## Supplied data
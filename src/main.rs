use std::process;

use clap::Parser;

use fieldlog::cli::{self, Cli};
use fieldlog::config::Config;
use fieldlog::storage::FileStore;
use fieldlog::tracker::MissionTracker;

fn main() {
    pretty_env_logger::init();

    let cli = Cli::parse();

    let config = Config::load().unwrap_or_else(|e| {
        eprintln!("Error: {e}");
        process::exit(1);
    });

    let root = config
        .data_dir
        .clone()
        .or_else(FileStore::default_root)
        .unwrap_or_else(|| {
            eprintln!("Could not determine home directory.");
            process::exit(1);
        });

    let store = match FileStore::new(root) {
        Ok(s) => s,
        Err(e) => {
            eprintln!("Failed to initialize storage: {e}");
            process::exit(1);
        }
    };

    let mut tracker = match MissionTracker::load(store, config.tracker_settings()) {
        Ok(t) => t,
        Err(e) => {
            eprintln!("Failed to load mission state: {e}");
            process::exit(1);
        }
    };

    if let Err(e) = cli::run(cli, &mut tracker) {
        eprintln!("Error: {e}");
        process::exit(1);
    }
}
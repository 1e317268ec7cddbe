//! Input parsing and output formatting for CLI display.

use jiff::{Timestamp, civil::DateTime, tz::TimeZone};

use crate::model::{Activity, MissionRecord};
use crate::report::format_time;

/// Parse a time argument in the system time zone.
///
/// Used as a clap value parser.
pub(super) fn parse_time(s: &str) -> Result<Timestamp, String> {
    parse_time_in(s, &TimeZone::system())
}

/// Parse an RFC 3339 instant, or a civil `YYYY-MM-DDTHH:MM[:SS]`
/// datetime interpreted in `tz`.
pub(super) fn parse_time_in(s: &str, tz: &TimeZone) -> Result<Timestamp, String> {
    if let Ok(ts) = s.parse::<Timestamp>() {
        return Ok(ts);
    }
    let civil = s
        .parse::<DateTime>()
        .map_err(|e| format!("invalid time '{s}': {e}"))?;
    civil
        .to_zoned(tz.clone())
        .map(|z| z.timestamp())
        .map_err(|e| format!("invalid time '{s}': {e}"))
}

/// One line of the activity log.
pub(super) fn format_activity(activity: &Activity, tz: &TimeZone) -> String {
    format!("{} - {}", format_time(activity.at, tz), activity.description)
}

/// One line of the mission log listing.
pub(super) fn format_mission_line(record: &MissionRecord, tz: &TimeZone) -> String {
    let mission = &record.mission;
    let ended = mission
        .completed_at()
        .map_or_else(|| "ongoing".to_string(), |t| format_time(t, tz));
    format!(
        "{}  [{}]  {}  {} → {}",
        mission.short_id(),
        mission.kind,
        mission.name,
        format_time(mission.started_at, tz),
        ended
    )
}

/// Whole minutes in a human-friendly form, e.g. `1h 5m`.
pub(super) fn format_minutes(minutes: i64) -> String {
    let sign = if minutes < 0 { "-" } else { "" };
    let minutes = minutes.abs();
    match (minutes / 60, minutes % 60) {
        (0, m) => format!("{sign}{m}m"),
        (h, 0) => format!("{sign}{h}h"),
        (h, m) => format!("{sign}{h}h {m}m"),
    }
}
//! The persisted form of the tracker's whole state.

use serde::{Deserialize, Serialize};

use super::{Activity, IncidentReport, Mission, MissionKind, MissionRecord, SiteVisit};

/// Everything the tracker owns, as written to the store after each mutation.
///
/// Every field defaults to its empty form, so partial or older snapshots load.
#[derive(Debug, Clone, Default, PartialEq, Eq, Serialize, Deserialize)]
#[serde(default, rename_all = "camelCase")]
pub struct Snapshot {
    pub current_mission: Option<Mission>,
    pub current_activity: Vec<Activity>,
    pub patrol_stops: Vec<SiteVisit>,
    pub is_on_site: bool,
    pub current_site: Option<SiteVisit>,
    pub incident_reports: Vec<IncidentReport>,
    pub mission_logs: Vec<MissionRecord>,
    pub current_mission_type: Option<MissionKind>,
}

#[cfg(test)]
mod tests {
    use super::*;

    #[test]
    fn empty_object_loads_as_empty_state() {
        let snapshot: Snapshot = serde_json::from_str("{}").unwrap();
        assert_eq!(snapshot, Snapshot::default());
    }

    #[test]
    fn missing_fields_default_individually() {
        let json = r#"{"isOnSite": false, "currentMissionType": "patrol"}"#;
        let snapshot: Snapshot = serde_json::from_str(json).unwrap();

        assert_eq!(snapshot.current_mission_type, Some(MissionKind::Patrol));
        assert!(snapshot.current_mission.is_none());
        assert!(snapshot.mission_logs.is_empty());
    }

    #[test]
    fn uses_camel_case_keys() {
        let json = serde_json::to_value(Snapshot::default()).unwrap();
        for key in [
            "currentMission",
            "currentActivity",
            "patrolStops",
            "isOnSite",
            "currentSite",
            "incidentReports",
            "missionLogs",
            "currentMissionType",
        ] {
            assert!(json.get(key).is_some(), "missing {key}");
        }
    }
}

## Exercise goal
If a line above holds the string "MissionKind", return it as it stands.

## Final answer
use super::{Activity, IncidentReport, Mission, MissionKind, MissionRecord, SiteVisit};
    pub current_mission_type: Option<MissionKind>,
        assert_eq!(snapshot.current_mission_type, Some(MissionKind::Patrol));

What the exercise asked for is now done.